Gas Station
Problem Statement
You’re on a circular road trip with a car that has a limited gas tank. Given two arrays—gas (amount of gas at each station) and cost (gas needed to travel to the next station)—determine the starting station index from which you can complete the circuit. If it’s impossible, return -1. This medium-level greedy challenge tests your ability to optimize your fuel strategy, ensuring you never run dry as you loop back to your starting point!
Example
Input: gas = [1, 2, 3, 4, 5], cost = [3, 4, 5, 1, 2]
Output: 3 (start at station 3: net gas = 4-1=3, 5-2=3, 1-3=-2, 2-4=-2, 3-5=-2, but total gas ≥ total cost)
Input: gas = [2, 3, 4], cost = [3, 4, 3]
Output: -1 (no starting point allows completion: total gas = 9, total cost = 10)
Input: gas = [5, 1, 2, 3, 4], cost = [4, 4, 1, 5, 1]

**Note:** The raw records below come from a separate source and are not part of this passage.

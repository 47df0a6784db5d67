//! Broadcast engine
//!
//! Fans market-data events out to subscribed sessions. Each event is encoded
//! once and the same reference-counted buffer is queued on every target.
//! Publishing is serialized by an engine-wide lock, so every subscriber sees
//! a symbol's events in publish order. Subscribing takes the same lock while
//! it records the subscription and queues the snapshot, which keeps the
//! snapshot ahead of any update that follows it.

use std::sync::Arc;
use std::time::Instant;

use parking_lot::Mutex;
use protocol::messages::MarketDataSnapshot;
use protocol::{Message, SymbolId};
use serde::Serialize;
use tracing::trace;

use crate::backpressure::PushOutcome;
use crate::events::MarketDataEvent;
use crate::metrics::ServerMetrics;
use crate::registry::SessionRegistry;
use crate::session::Session;
use crate::snapshot::SnapshotCache;

/// Outcome of one publish.
#[derive(Debug, Clone, Copy, Default, PartialEq, Eq, Serialize)]
pub struct PublishReport {
    /// Sessions the event was queued for.
    pub recipients: usize,
    /// Of those, how many had to evict an older frame.
    pub dropped: usize,
}

pub struct BroadcastEngine {
    registry: Arc<SessionRegistry>,
    snapshots: SnapshotCache,
    metrics: Arc<ServerMetrics>,
    publish_lock: Mutex<()>,
}

impl BroadcastEngine {
    pub fn new(registry: Arc<SessionRegistry>, metrics: Arc<ServerMetrics>) -> Self {
        Self {
            registry,
            snapshots: SnapshotCache::new(),
            metrics,
            publish_lock: Mutex::new(()),
        }
    }

    /// Queue `event` on every authenticated subscriber of its symbol.
    ///
    /// Sessions that close during fan-out are skipped silently.
    pub fn publish(&self, event: &MarketDataEvent) -> PublishReport {
        let started = Instant::now();
        let frame = event.to_message().encode();
        let mut report = PublishReport::default();

        {
            let _guard = self.publish_lock.lock();
            self.snapshots.apply(event);
            self.registry
                .for_each_subscriber(event.symbol_id, |session| {
                    match session.enqueue_frame(frame.clone()) {
                        PushOutcome::Queued => report.recipients += 1,
                        PushOutcome::DroppedOldest => {
                            report.recipients += 1;
                            report.dropped += 1;
                        }
                        PushOutcome::Closed => {}
                    }
                });
        }

        let latency_ns = u64::try_from(started.elapsed().as_nanos()).unwrap_or(u64::MAX);
        self.metrics
            .record_publish(report.recipients as u64, report.dropped as u64, latency_ns);
        trace!(
            symbol_id = %event.symbol_id,
            recipients = report.recipients,
            dropped = report.dropped,
            "Published market data"
        );
        report
    }

    /// Subscribe `session` to `symbol_id` and queue the current snapshot as
    /// the acknowledgement.
    ///
    /// Returns `false` if the session was already subscribed; the snapshot is
    /// queued either way.
    pub fn subscribe(&self, session: &Session, symbol_id: SymbolId) -> bool {
        let _guard = self.publish_lock.lock();
        let added = session.subscribe(symbol_id);
        let snapshot = self.snapshots.get(symbol_id);
        let outcome = session.enqueue(&Message::from(snapshot));
        self.metrics
            .record_enqueue(outcome == PushOutcome::DroppedOldest);
        added
    }

    pub fn snapshot(&self, symbol_id: SymbolId) -> MarketDataSnapshot {
        self.snapshots.get(symbol_id)
    }

    pub fn snapshots(&self) -> &SnapshotCache {
        &self.snapshots
    }
}

#[cfg(test)]
mod tests {
    use super::*;
    use crate::session::CloseReason;
    use protocol::messages::{MarketDataUpdateTrade, Side};
    use protocol::decode;
    use std::time::Instant;

    fn engine() -> (Arc<SessionRegistry>, BroadcastEngine) {
        let registry = Arc::new(SessionRegistry::new(8));
        let engine = BroadcastEngine::new(Arc::clone(&registry), Arc::new(ServerMetrics::new()));
        (registry, engine)
    }

    fn admit(registry: &SessionRegistry, capacity: usize) -> Arc<Session> {
        registry
            .insert_with(|id| {
                Session::new(id, "127.0.0.1:1".parse().unwrap(), Instant::now(), true, capacity)
            })
            .unwrap()
    }

    fn drain_messages(session: &Session) -> Vec<Message> {
        session
            .outbound()
            .drain()
            .iter()
            .map(|frame| decode(frame).unwrap())
            .collect()
    }

    #[test]
    fn test_fan_out_only_to_subscribers() {
        let (registry, engine) = engine();
        let a = SymbolId::new(1);
        let b = SymbolId::new(2);
        let s1 = admit(&registry, 16);
        let s2 = admit(&registry, 16);
        s1.subscribe(a);
        s2.subscribe(b);

        let report = engine.publish(&MarketDataEvent::trade(a, 1.0, 1.0, Side::Buy, 1));

        assert_eq!(report, PublishReport { recipients: 1, dropped: 0 });
        assert_eq!(s1.outbound().len(), 1);
        assert_eq!(s2.outbound().len(), 0);
    }

    #[test]
    fn test_btc_trade_reaches_subscriber_exactly() {
        let (registry, engine) = engine();
        let btc = SymbolId::new(1);
        let session = admit(&registry, 16);
        session.subscribe(btc);

        let ts = 1_708_123_456_789_000_000;
        engine.publish(&MarketDataEvent::trade(btc, 65000.0, 0.05, Side::Buy, ts));

        assert_eq!(
            drain_messages(&session),
            vec![Message::MarketDataUpdateTrade(MarketDataUpdateTrade {
                symbol_id: btc,
                side: Side::Buy,
                price: 65000.0,
                volume: 0.05,
                timestamp: ts,
            })]
        );
    }

    #[test]
    fn test_per_symbol_order_preserved() {
        let (registry, engine) = engine();
        let btc = SymbolId::new(1);
        let session = admit(&registry, 16);
        session.subscribe(btc);

        engine.publish(&MarketDataEvent::trade(btc, 1.0, 1.0, Side::Buy, 1));
        engine.publish(&MarketDataEvent::trade(btc, 2.0, 1.0, Side::Buy, 2));

        let prices: Vec<f64> = drain_messages(&session)
            .into_iter()
            .map(|m| match m {
                Message::MarketDataUpdateTrade(t) => t.price,
                other => panic!("unexpected {other:?}"),
            })
            .collect();
        assert_eq!(prices, vec![1.0, 2.0]);
    }

    #[test]
    fn test_closed_session_not_targeted() {
        let (registry, engine) = engine();
        let btc = SymbolId::new(1);
        let session = admit(&registry, 16);
        session.subscribe(btc);
        registry.close(session.id(), CloseReason::HeartbeatTimeout);

        let report = engine.publish(&MarketDataEvent::trade(btc, 1.0, 1.0, Side::Buy, 1));
        assert_eq!(report.recipients, 0);
        assert!(session.outbound().is_empty());
    }

    #[test]
    fn test_concurrent_close_stops_delivery() {
        const EVENTS_PER_PUBLISHER: usize = 500;

        let registry = Arc::new(SessionRegistry::new(64));
        let engine = BroadcastEngine::new(Arc::clone(&registry), Arc::new(ServerMetrics::new()));
        let btc = SymbolId::new(1);
        // Large enough that nothing is evicted, so queue length counts pushes.
        let sessions: Vec<Arc<Session>> = (0..32)
            .map(|_| {
                let session = admit(&registry, 4096);
                session.subscribe(btc);
                session
            })
            .collect();

        let engine = &engine;
        let registry = &registry;
        let targets = &sessions;
        let (recipients, at_close) = std::thread::scope(|scope| {
            let publishers: Vec<_> = (0..2)
                .map(|_| {
                    scope.spawn(move || {
                        (0..EVENTS_PER_PUBLISHER)
                            .map(|i| {
                                let event =
                                    MarketDataEvent::trade(btc, 1.0, 1.0, Side::Buy, i as i64);
                                engine.publish(&event).recipients
                            })
                            .sum::<usize>()
                    })
                })
                .collect();

            let closer = scope.spawn(move || {
                targets
                    .iter()
                    .map(|session| {
                        registry.close(session.id(), CloseReason::ClientDisconnected);
                        std::thread::yield_now();
                        session.outbound().len()
                    })
                    .collect::<Vec<_>>()
            });

            let recipients: usize = publishers.into_iter().map(|h| h.join().unwrap()).sum();
            (recipients, closer.join().unwrap())
        });

        for (session, queued_at_close) in sessions.iter().zip(&at_close) {
            assert!(session.is_closed());
            assert_eq!(session.outbound().len(), *queued_at_close);
            assert_eq!(session.outbound().messages_dropped(), 0);
        }
        assert_eq!(recipients, at_close.iter().sum::<usize>());
        assert!(registry.is_empty());
    }

    #[test]
    fn test_overflow_is_reported() {
        let (registry, engine) = engine();
        let btc = SymbolId::new(1);
        let session = admit(&registry, 1);
        session.subscribe(btc);

        engine.publish(&MarketDataEvent::trade(btc, 1.0, 1.0, Side::Buy, 1));
        let report = engine.publish(&MarketDataEvent::trade(btc, 2.0, 1.0, Side::Buy, 2));

        assert_eq!(report, PublishReport { recipients: 1, dropped: 1 });
        assert_eq!(session.messages_dropped(), 1);
    }

    #[test]
    fn test_subscribe_queues_snapshot_before_updates() {
        let (registry, engine) = engine();
        let btc = SymbolId::new(1);
        let session = admit(&registry, 16);

        engine.publish(&MarketDataEvent::bid_ask(btc, 10.0, 1.0, 11.0, 2.0, 5));
        assert!(engine.subscribe(&session, btc));
        engine.publish(&MarketDataEvent::trade(btc, 10.5, 3.0, Side::Sell, 6));

        let messages = drain_messages(&session);
        assert_eq!(messages.len(), 2);
        let Message::MarketDataSnapshot(snapshot) = &messages[0] else {
            panic!("expected snapshot first, got {:?}", messages[0]);
        };
        assert_eq!(snapshot.bid_price, 10.0);
        assert_eq!(snapshot.last_trade_price, 0.0);
        assert!(matches!(messages[1], Message::MarketDataUpdateTrade(_)));
    }

    #[test]
    fn test_snapshot_tracks_latest_publish() {
        let (_registry, engine) = engine();
        let eth = SymbolId::new(2);
        engine.publish(&MarketDataEvent::trade(eth, 3000.0, 1.0, Side::Buy, 9));
        assert_eq!(engine.snapshot(eth).last_trade_price, 3000.0);
        assert_eq!(engine.snapshots().len(), 1);
    }
}
//! Server configuration
//!
//! Loaded from an optional TOML file, then overridden from the command line.
//! Every field has a default so a partial file is valid.

use std::collections::BTreeSet;
use std::net::{IpAddr, SocketAddr};
use std::path::Path;
use std::time::Duration;

use protocol::codec::WireBody;
use protocol::messages::{LogonResponse, SYMBOL_LEN};
use protocol::{SymbolId, HEADER_SIZE};
use serde::{Deserialize, Serialize};

use crate::error::ConfigError;

/// Port the protocol registers by default.
pub const DEFAULT_PORT: u16 = 11099;

/// One day.
pub const MAX_HEARTBEAT_INTERVAL_SECS: u64 = 86_400;

/// One tradable symbol served to clients.
#[derive(Debug, Clone, PartialEq, Eq, Serialize, Deserialize)]
pub struct SymbolConfig {
    pub id: SymbolId,
    pub symbol: String,
    #[serde(default)]
    pub exchange: String,
}

impl SymbolConfig {
    pub fn new(id: u32, symbol: &str) -> Self {
        Self {
            id: SymbolId::new(id),
            symbol: symbol.to_string(),
            exchange: String::new(),
        }
    }
}

/// Startup configuration for a [`crate::server::DtcServer`].
#[derive(Debug, Clone, Serialize, Deserialize)]
#[serde(default)]
pub struct ServerConfig {
    pub bind_address: String,
    pub port: u16,
    /// Announced in every `LogonResponse`.
    pub server_name: String,
    /// Hard cap on concurrent sessions.
    pub max_clients: usize,
    pub require_authentication: bool,
    /// Shared secret, only checked when authentication is required.
    pub password: String,
    #[serde(alias = "heartbeat_interval")]
    pub heartbeat_interval_secs: u64,
    pub enable_logging: bool,
    /// Unauthenticated sessions are closed after this long.
    #[serde(alias = "logon_timeout")]
    pub logon_timeout_secs: u64,
    pub max_message_size: usize,
    pub outbound_queue_capacity: usize,
    pub max_subscriptions_per_session: usize,
    /// Port for the HTTP status endpoint. Disabled when absent.
    pub status_port: Option<u16>,
    pub symbols: Vec<SymbolConfig>,
}

impl Default for ServerConfig {
    fn default() -> Self {
        Self {
            bind_address: "0.0.0.0".to_string(),
            port: DEFAULT_PORT,
            server_name: "dtc-server".to_string(),
            max_clients: 100,
            require_authentication: false,
            password: String::new(),
            heartbeat_interval_secs: 30,
            enable_logging: true,
            logon_timeout_secs: 60,
            max_message_size: protocol::DEFAULT_MAX_MESSAGE_SIZE,
            outbound_queue_capacity: 1024,
            max_subscriptions_per_session: 100,
            status_port: None,
            symbols: vec![
                SymbolConfig::new(1, "BTC-USD"),
                SymbolConfig::new(2, "ETH-USD"),
                SymbolConfig::new(3, "SOL-USD"),
            ],
        }
    }
}

impl ServerConfig {
    /// Read and parse a TOML file. Does not validate.
    pub fn load(path: impl AsRef<Path>) -> Result<Self, ConfigError> {
        let path = path.as_ref();
        let raw = std::fs::read_to_string(path).map_err(|source| ConfigError::Read {
            path: path.display().to_string(),
            source,
        })?;
        Self::from_toml(&raw)
    }

    pub fn from_toml(raw: &str) -> Result<Self, ConfigError> {
        Ok(toml::from_str(raw)?)
    }

    pub fn heartbeat_interval(&self) -> Duration {
        Duration::from_secs(self.heartbeat_interval_secs)
    }

    pub fn logon_timeout(&self) -> Duration {
        Duration::from_secs(self.logon_timeout_secs)
    }

    /// IPv4 or IPv6 `bind_address` combined with `port`.
    pub fn listen_addr(&self) -> Result<SocketAddr, ConfigError> {
        let ip: IpAddr = self.bind_address.parse().map_err(|_| {
            ConfigError::Invalid(format!("bad bind address {}", self.bind_address))
        })?;
        Ok(SocketAddr::new(ip, self.port))
    }

    /// Reject configurations the server cannot run with.
    pub fn validate(&self) -> Result<(), ConfigError> {
        if self.heartbeat_interval_secs == 0
            || self.heartbeat_interval_secs > MAX_HEARTBEAT_INTERVAL_SECS
        {
            return Err(ConfigError::Invalid(format!(
                "heartbeat_interval must be between 1 and {MAX_HEARTBEAT_INTERVAL_SECS} seconds"
            )));
        }
        if self.max_clients == 0 {
            return Err(ConfigError::Invalid("max_clients must be positive".into()));
        }
        if self.outbound_queue_capacity == 0 {
            return Err(ConfigError::Invalid(
                "outbound_queue_capacity must be positive".into(),
            ));
        }

        let largest = HEADER_SIZE + LogonResponse::BODY_SIZE;
        if self.max_message_size < largest || self.max_message_size > u16::MAX as usize {
            return Err(ConfigError::Invalid(format!(
                "max_message_size must be between {largest} and {}",
                u16::MAX
            )));
        }
        if self.require_authentication && self.password.is_empty() {
            return Err(ConfigError::Invalid(
                "require_authentication is set but no password is configured".into(),
            ));
        }
        self.listen_addr()?;

        let mut ids = BTreeSet::new();
        let mut names = BTreeSet::new();
        for symbol in &self.symbols {
            if symbol.id.is_unspecified() {
                return Err(ConfigError::Invalid(format!(
                    "symbol {} has reserved id 0",
                    symbol.symbol
                )));
            }
            if symbol.symbol.is_empty() || symbol.symbol.len() > SYMBOL_LEN {
                return Err(ConfigError::Invalid(format!(
                    "symbol {} name must be 1..={SYMBOL_LEN} bytes",
                    symbol.id
                )));
            }
            if !ids.insert(symbol.id) {
                return Err(ConfigError::Invalid(format!("duplicate symbol id {}", symbol.id)));
            }
            if !names.insert(symbol.symbol.as_str()) {
                return Err(ConfigError::Invalid(format!(
                    "duplicate symbol name {}",
                    symbol.symbol
                )));
            }
        }

        Ok(())
    }
}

Output: 4 (start at station 4: completes circuit with careful gas tracking)
Code
public class Solution {
public int canCompleteCircuit(int[] gas, int[] cost) {
int totalTank = 0; // Total gas - cost balance
int currTank = 0; // Current gas tank
int startStation = 0; // Starting station index
for (int i = 0; i < gas.length; i++) {
totalTank += gas[i] - cost[i];
currTank += gas[i] - cost[i];
// If current tank is negative, reset start to next station
if (currTank < 0) {
startStation = i + 1;
currTank = 0;
}
}
// If total gas is less than total cost, impossible
return totalTank >= 0 ? startStation : -1;
}
}
def can_complete_circuit(gas, cost):
total_tank = 0 # Total gas - cost balance
curr_tank = 0 # Current gas tank
start_station = 0 # Starting station index
for i in range(len(gas)):
total_tank += gas[i] - cost[i]
curr_tank += gas[i] - cost[i]
# If current tank is negative, reset start to next station
if curr_tank < 0:
start_station = i + 1
curr_tank = 0
# If total gas is less than total cost, impossible
return start_station if total_tank >= 0 else -1
# Example usage
print(can_complete_circuit([1, 2, 3, 4, 5], [3, 4, 5, 1, 2])) # 3
print(can_complete_circuit([2, 3, 4], [3, 4, 3])) # -1
print(can_complete_circuit([5, 1, 2, 3, 4], [4, 4, 1, 5, 1])) # 4
function canCompleteCircuit(gas, cost) {
let totalTank = 0; // Total gas - cost balance
let currTank = 0; // Current gas tank
let startStation = 0; // Starting station index
for (let i = 0; i < gas.length; i++) {
totalTank += gas[i] - cost[i];
currTank += gas[i] - cost[i];
// If current tank is negative, reset start to next station
if (currTank < 0) {
startStation = i + 1;
currTank = 0;
}
}
// If total gas is less than total cost, impossible
return totalTank >= 0 ? startStation : -1;
}
// Example usage
console.log(canCompleteCircuit([1, 2, 3, 4, 5], [3, 4, 5, 1, 2])); // 3
console.log(canCompleteCircuit([2, 3, 4], [3, 4, 3])); // -1
console.log(canCompleteCircuit([5, 1, 2, 3, 4], [4, 4, 1, 5, 1])); // 4
Explanation
- Greedy Strategy: Test each station as a starting point, but optimize by skipping stations once the tank goes negative.
- Single Pass: Track total gas-cost balance and current tank, resetting the start when current tank depletes.
- Key Insight: If total gas ≥ total cost, there’s a solution; the start is where we recover from deficits.
- Flow Example (gas=[1,2,3,4,5], cost=[3,4,5,1,2]): Start at 0 fails (1-3=-2), try 3 (4-1=3, 5-2=3, etc.), completes with total ≥ 0.
- Termination: Return start if feasible, -1 if total gas < total cost.